08-26-2021 10:21 AM
The tube is relative small, with 6 cm height and 3 cm diameter. The tube thickness is about 5 mm. We want to measure pressure inside the tube after explosion by measuring the strain on the tube. The expected overpressure is about 500-700atm, but the measured peak maximum is very high (about 1400 atm) and there is negative zone after explosion. This means that after explosion the bottom face and the side face of the tube were in compression state, but not in tension state due to pressure inside the tube. I guess that there was an uneven expansion due to temperature inside and outside the tube. But the negative strain zone on the graph was very long (greater then 30 seconds and the process not stopped). This is very strange.
08-26-2021 10:27 AM
If the tube deformed, would that explain a negative strain?
08-26-2021 08:53 PM
The maximum peak strain was about 1.5e-3, so after explosion the tube was still in elastic zone. When the heat balance has happened, the bottom face and side face must be in tension state due to high pressure inside the tube.

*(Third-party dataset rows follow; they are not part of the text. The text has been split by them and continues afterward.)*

impl<C: CatalogClient> Harvester<C> {
    pub fn new(client: Arc<C>, policy: BackoffPolicy, quiescence: Duration) -> Self {
        Self { client, policy, quiescence }
    }

    /// Fan out one worker per credential, join them all, then drain
    pub async fn run_pass(&self, pool: &CredentialPool, items: Vec<C::Item>) ->
        PassReport<C::Record> {
        let pass_id = Uuid::new_v4();
        let source = self.client.source();
        let total = items.len();
        info!(%pass_id, %source, items = total, credentials = pool.len(), "harvest.pass.start");

        let (accumulator, appender) = Accumulator::new(source);
        let mut workers = JoinSet::new();
        for (shard, credential) in partition(items, pool.len()).into_iter().zip(pool.iter()) {
            let this = self.clone();
            let appender = appender.clone();
            let credential = credential.clone();
            let span = info_span!("harvest.shard", %pass_id, shard = shard.index,
                credential = credential.label());
            workers.spawn(
                async move { this.harvest_shard(&credential, shard, appender).await }
                    .instrument(span)
            );
        }
        drop(appender);

        // barrier: nothing is drained until every worker has returned
        let mut shards = Vec::with_capacity(pool.len());
        while let Some(joined) = workers.join_next().await {
            match joined {
                Ok(report) => shards.push(report),
                Err(e) => error!(%pass_id, error = %e, "harvest.shard.aborted")
            }
        }
        shards.sort_by_key(|r| r.shard);

        let records = accumulator.drain().await;
        let retry_exceeded = shards.iter().any(ShardReport::retry_exceeded);
        info!(
            %pass_id, %source, items = total, records = records.len(),
            retry_exceeded, "harvest.pass.done"
        );

        let report = PassReport { pass_id, records, shards, retry_exceeded };
        info!(%pass_id, exhausted = report.exhausted(),
            by_shard = %report.exhausted_by_shard(), "harvest.pass.exhausted");
        report
    }

    /// Sequentially works one shard on one credential; never fails
    pub async fn harvest_shard(
        &self,
        credential: &Credential,
        shard: WorkShard<C::Item>,
        appender: Appender<C::Record>
    ) -> ShardReport {
        let mut report = ShardReport {
            shard: shard.index,
            credential: credential.label().to_string(),
            items: shard.items.len(),
            ..ShardReport::default()
        };

        for item in &shard.items {
            let mut budget = RetryBudget::new(self.policy.retry_budget());
            match self.harvest_item(credential, item, &appender, &mut budget).await {
                ItemOutcome::Success { records } => {
                    report.succeeded += 1;
                    report.records += records;
                }
                ItemOutcome::Exhausted(error) => {
                    report.exhausted += 1;
                    report.exhausted_items.push(error.to_string());
                }
            }
            report.attempts += budget.attempts();
        }

        debug!(
            credential = credential.label(), items = report.items,
            succeeded = report.succeeded, exhausted = report.exhausted,
            records = report.records, "harvest.shard.done"
        );
        report
    }

    /// Pending -> Fetching -> {Success, Retrying -> Fetching, RetryExhausted}
    async fn harvest_item(
        &self,
        credential: &Credential,
        item: &C::Item,
        appender: &Appender<C::Record>,
        budget: &mut RetryBudget
    ) -> ItemOutcome {
        loop {
            credential.gate().wait().await;
            let attempt = budget.begin_attempt();
            debug!(credential = credential.label(), %item, attempt, "harvest.attempt");

            match self.client.fetch_batch(item, credential).await {
                Ok(records) => {
                    let records = appender.extend(records);
                    debug!(credential = credential.label(), %item, attempt, records,
                        "harvest.item.done");
                    credential.gate().defer(self.quiescence).await;
                    return ItemOutcome::Success { records };
                }
                Err(failure) => {
                    let error = self.policy.classify(failure);
                    let cooldown = self.policy.cooldown(&error);
                    credential.gate().defer(cooldown).await;

                    if !error.is_retryable() || !budget.try_consume() {
                        let exhausted = HarvestError::RetryBudgetExhausted {
                            item: item.to_string(),
                            attempts: attempt
                        };
                        error!(
                            credential = credential.label(), %item, attempts = attempt,
                            status = ?error.status(), last_error = %error,
                            error = %exhausted, "harvest.item.exhausted"
                        );
                        return ItemOutcome::Exhausted(exhausted);
                    }
                    warn!(
                        credential = credential.label(), %item, attempt,
                        status = ?error.status(), cooldown_ms = cooldown.as_millis() as u64,
                        error = %error, "harvest.retry"
                    );
                }
            }
        }
    }
}

#[cfg(test)]
mod tests {
    use std::collections::HashMap;
    use std::sync::Mutex;

    use async_trait::async_trait;
    use tokio::time::Instant;

    use super::*;
    use crate::backoff::FetchFailure;
    use crate::config::{ClientSecretPair, CooldownConfig};
    use crate::types::SourceTag;

    /// Replays a per-item script of statuses; items without a script succeed
    struct ScriptedCatalog {
        script: Mutex<HashMap<String, Vec<Option<u16>>>>,
        always_fail: HashMap<String, u16>,
        calls: Mutex<Vec<(String, String, Instant)>>
    }

    impl ScriptedCatalog {
        fn new() -> Self {
            Self {
                script: Mutex::new(HashMap::new()),
                always_fail: HashMap::new(),
                calls: Mutex::new(Vec::new())
            }
        }

        fn failing_then_ok(self, item: &str, statuses: &[u16]) -> Self {
            let steps = statuses.iter().copied().map(Some).collect();
            self.script.lock().unwrap().insert(item.to_string(), steps);
            self
        }

        fn always(mut self, item: &str, status: u16) -> Self {
            self.always_fail.insert(item.to_string(), status);
            self
        }

        fn calls(&self) -> Vec<(String, String, Instant)> {
            self.calls.lock().unwrap().clone()
        }
    }

    #[async_trait]
    impl CatalogClient for ScriptedCatalog {
        type Item = String;
        type Record = String;

        fn source(&self) -> SourceTag { SourceTag::Spotify }

        async fn fetch_batch(&self, item: &String, credential: &Credential) ->
            Result<Vec<String>, FetchFailure> {
            self.calls.lock().unwrap()
                .push((credential.label().to_string(), item.clone(), Instant::now()));

            if let Some(status) = self.always_fail.get(item) {
                return Err(FetchFailure::status(*status, "scripted"));
            }
            let next = self.script.lock().unwrap()
                .get_mut(item)
                .and_then(|steps| if steps.is_empty() { None } else { Some(steps.remove(0)) })
                .flatten();
            match next {
                Some(status) => Err(FetchFailure::status(status, "scripted")),
                None => Ok(vec![format!("{item}-a"), format!("{item}-b")])
            }
        }
    }

    fn pool(n: usize) -> CredentialPool {
        CredentialPool::new((1..=n)
            .map(|i| Credential::new(
                format!("client-{i}"),
                &ClientSecretPair { client_id: format!("id{i}"), client_secret: "s".into() },
                Duration::ZERO
            ))
            .collect())
    }

    fn policy() -> BackoffPolicy {
        BackoffPolicy::new(
            CooldownConfig {
                rate_limited: Duration::from_secs(5),
                unavailable: Duration::from_secs(3),
                unclassified: Duration::from_secs(10)
            },
            10
        )
    }

    fn items(ids: &[&str]) -> Vec<String> {
        ids.iter().map(|s| s.to_string()).collect()
    }

    #[tokio::test(start_paused = true)]
    async fn two_items_two_credentials_yield_both_batches() {
        let client = Arc::new(ScriptedCatalog::new());
        let harvester = Harvester::new(client.clone(), policy(), Duration::from_millis(8500));

        let report = harvester.run_pass(&pool(2), items(&["p1", "p2"])).await;
        assert!(report.outcome().is_ok());
        assert_eq!(report.records.len(), 4);
        assert!(!report.retry_exceeded);

        let mut calls: Vec<(String, String)> = client.calls().into_iter()
            .map(|(c, i, _)| (c, i))
            .collect();
        calls.sort();
        assert_eq!(calls, vec![
            ("client-1".to_string(), "p1".to_string()),
            ("client-2".to_string(), "p2".to_string())
        ]);
        assert_eq!(report.shards.len(), 2);
        assert!(report.shards.iter().all(|s| s.items == 1 && s.succeeded == 1));
    }

    #[tokio::test(start_paused = true)]
    async fn transient_failures_retry_the_same_item_after_cooldown() {
        let client = Arc::new(ScriptedCatalog::new().failing_then_ok("p1", &[500, 404]));
        let harvester = Harvester::new(client.clone(), policy(), Duration::ZERO);
        let start = Instant::now();

        let report = harvester.run_pass(&pool(1), items(&["p1"])).await;
        assert_eq!(report.records.len(), 2);
        assert_eq!(report.shards[0].attempts, 3);
        assert_eq!(report.shards[0].succeeded, 1);
        assert!(start.elapsed() >= Duration::from_secs(6));
    }

    #[tokio::test(start_paused = true)]
    async fn exhausted_item_is_skipped_and_the_shard_continues() {
        let client = Arc::new(ScriptedCatalog::new().always("bad", 429));
        let harvester = Harvester::new(client.clone(), policy(), Duration::ZERO);

        let report = harvester.run_pass(&pool(1), items(&["p0", "bad", "p2"])).await;
        assert!(report.outcome().is_ok());
        assert!(report.retry_exceeded);

        let shard = &report.shards[0];
        assert_eq!(shard.exhausted, 1);
        assert_eq!(shard.succeeded, 2);
        assert_eq!(report.records.len(), 4);

        let bad_calls = client.calls().iter().filter(|(_, i, _)| i == "bad").count();
        assert_eq!(bad_calls, 11);
        assert!(client.calls().iter().any(|(_, i, _)| i == "p2"));
    }

    #[derive(Clone, Default)]
    struct CapturedLog(Arc<Mutex<Vec<u8>>>);

    impl std::io::Write for CapturedLog {
        fn write(&mut self, buf: &[u8]) -> std::io::Result<usize> {
            self.0.lock().unwrap().extend_from_slice(buf);
            Ok(buf.len())
        }

        fn flush(&mut self) -> std::io::Result<()> { Ok(()) }
    }

    impl CapturedLog {
        fn text(&self) -> String {
            String::from_utf8_lossy(&self.0.lock().unwrap()).into_owned()
        }
    }

    #[tokio::test(start_paused = true)]
    async fn next_item_waits_out_the_cooldown_of_an_exhausted_one() {
        let log = CapturedLog::default();
        let writer = log.clone();
        let subscriber = tracing_subscriber::fmt()
            .json()
            .with_writer(move || writer.clone())
            .finish();
        let _log_guard = tracing::subscriber::set_default(subscriber);

        let client = Arc::new(ScriptedCatalog::new().always("bad", 429));
        let harvester = Harvester::new(client.clone(), policy(), Duration::ZERO);

        let report = harvester.run_pass(&pool(1), items(&["bad", "next"])).await;
        assert_eq!(report.exhausted(), 1);
        assert_eq!(report.exhausted_by_shard(), "client-1=1");

        let calls = client.calls();
        let last_bad = calls.iter().filter(|(_, i, _)| i == "bad").last()
            .map(|(_, _, t)| *t)
            .unwrap();
        let next_at = calls.iter().find(|(_, i, _)| i == "next").map(|(_, _, t)| *t).unwrap();
        assert!(next_at.duration_since(last_bad) >= Duration::from_secs(5));

        let shard = &report.shards[0];
        assert_eq!(shard.exhausted_items.len(), 1);
        assert!(shard.exhausted_items[0].starts_with("retry budget exhausted for bad"));

        let text = log.text();
        assert!(text.contains("harvest.item.exhausted"));
        assert!(text.contains("retry budget exhausted for bad"));
    }

    #[tokio::test(start_paused = true)]
    async fn rate_limited_item_retries_after_cooldown_before_the_next_item() {
        let client = Arc::new(ScriptedCatalog::new().failing_then_ok("p1", &[429]));
        let harvester = Harvester::new(client.clone(), policy(), Duration::ZERO);

        harvester.run_pass(&pool(1), items(&["p1", "p2"])).await;
        let calls = client.calls();
        assert_eq!(calls.len(), 3);
        assert_eq!(calls[2].1, "p2");
        assert!(calls[1].2.duration_since(calls[0].2) >= Duration::from_secs(5));
    }

    #[tokio::test(start_paused = true)]
    async fn cooldown_throttles_only_its_own_credential() {
        let client = Arc::new(ScriptedCatalog::new().failing_then_ok("slow", &[429]));
        let harvester = Harvester::new(client.clone(), policy(), Duration::ZERO);
        let start = Instant::now();

        let report = harvester.run_pass(&pool(2), items(&["slow", "fast"])).await;
        assert_eq!(report.records.len(), 4);

        let calls = client.calls();
        let fast_at = calls.iter().find(|(_, i, _)| i == "fast").map(|(_, _, t)| *t).unwrap();
        assert!(fast_at.duration_since(start) < Duration::from_secs(1));

        let slow_retry = calls.iter().filter(|(_, i, _)| i == "slow").nth(1)
            .map(|(_, _, t)| *t)
            .unwrap();
        assert!(slow_retry.duration_since(start) >= Duration::from_secs(5));
    }

    #[tokio::test(start_paused = true)]
    async fn quiescence_spaces_consecutive_items() {
        let client = Arc::new(ScriptedCatalog::new());
        let harvester = Harvester::new(client.clone(), policy(), Duration::from_secs(20));

        harvester.run_pass(&pool(1), items(&["a", "b"])).await;
        let calls = client.calls();
        assert_eq!(calls.len(), 2);
        assert!(calls[1].2.duration_since(calls[0].2) >= Duration::from_secs(20));
    }

    #[tokio::test(start_paused = true)]
    async fn empty_work_reports_empty_result() {
        let client = Arc::new(ScriptedCatalog::new());
        let harvester = Harvester::new(client, policy(), Duration::ZERO);

        let report = harvester.run_pass(&pool(3), Vec::new()).await;
        assert!(matches!(report.outcome(), Err(HarvestError::EmptyResult)));
        assert_eq!(report.shards.len(), 3);
        assert!(report.shards.iter().all(|s| s.items == 0 && s.attempts == 0));
    }

    #[tokio::test(start_paused = true)]
    async fn fewer_items_than_credentials_is_not_an_error() {
        let client = Arc::new(ScriptedCatalog::new());
        let harvester = Harvester::new(client, policy(), Duration::ZERO);

        let report = harvester.run_pass(&pool(4), items(&["only"])).await;
        assert!(report.outcome().is_ok());
        assert_eq!(report.shards.iter().filter(|s| s.items == 0).count(), 3);
    }
}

But the measured data shows negative strain for a long time after explosion.
08-27-2021 02:23 AM
This sounds like a question for some other forum, since your measurement tool is working and there's seemingly nothing wrong with your VI...
08-27-2021 10:29 PM
Going along the lines of @AeroSoul, essentially the VI works, instrumentation works, just that you don't get the measurement you expect to get.
Definitely, the explosion did not affect the instrument or the VI operation, this leaves you with further investigation of why the strain gages are giving incorrect readings (compared to your expectation) which is challenging for anyone to debug given they are limited to the graphs and images of setup. Not trying to stop any progress but trying to steer back to the goal of this forum.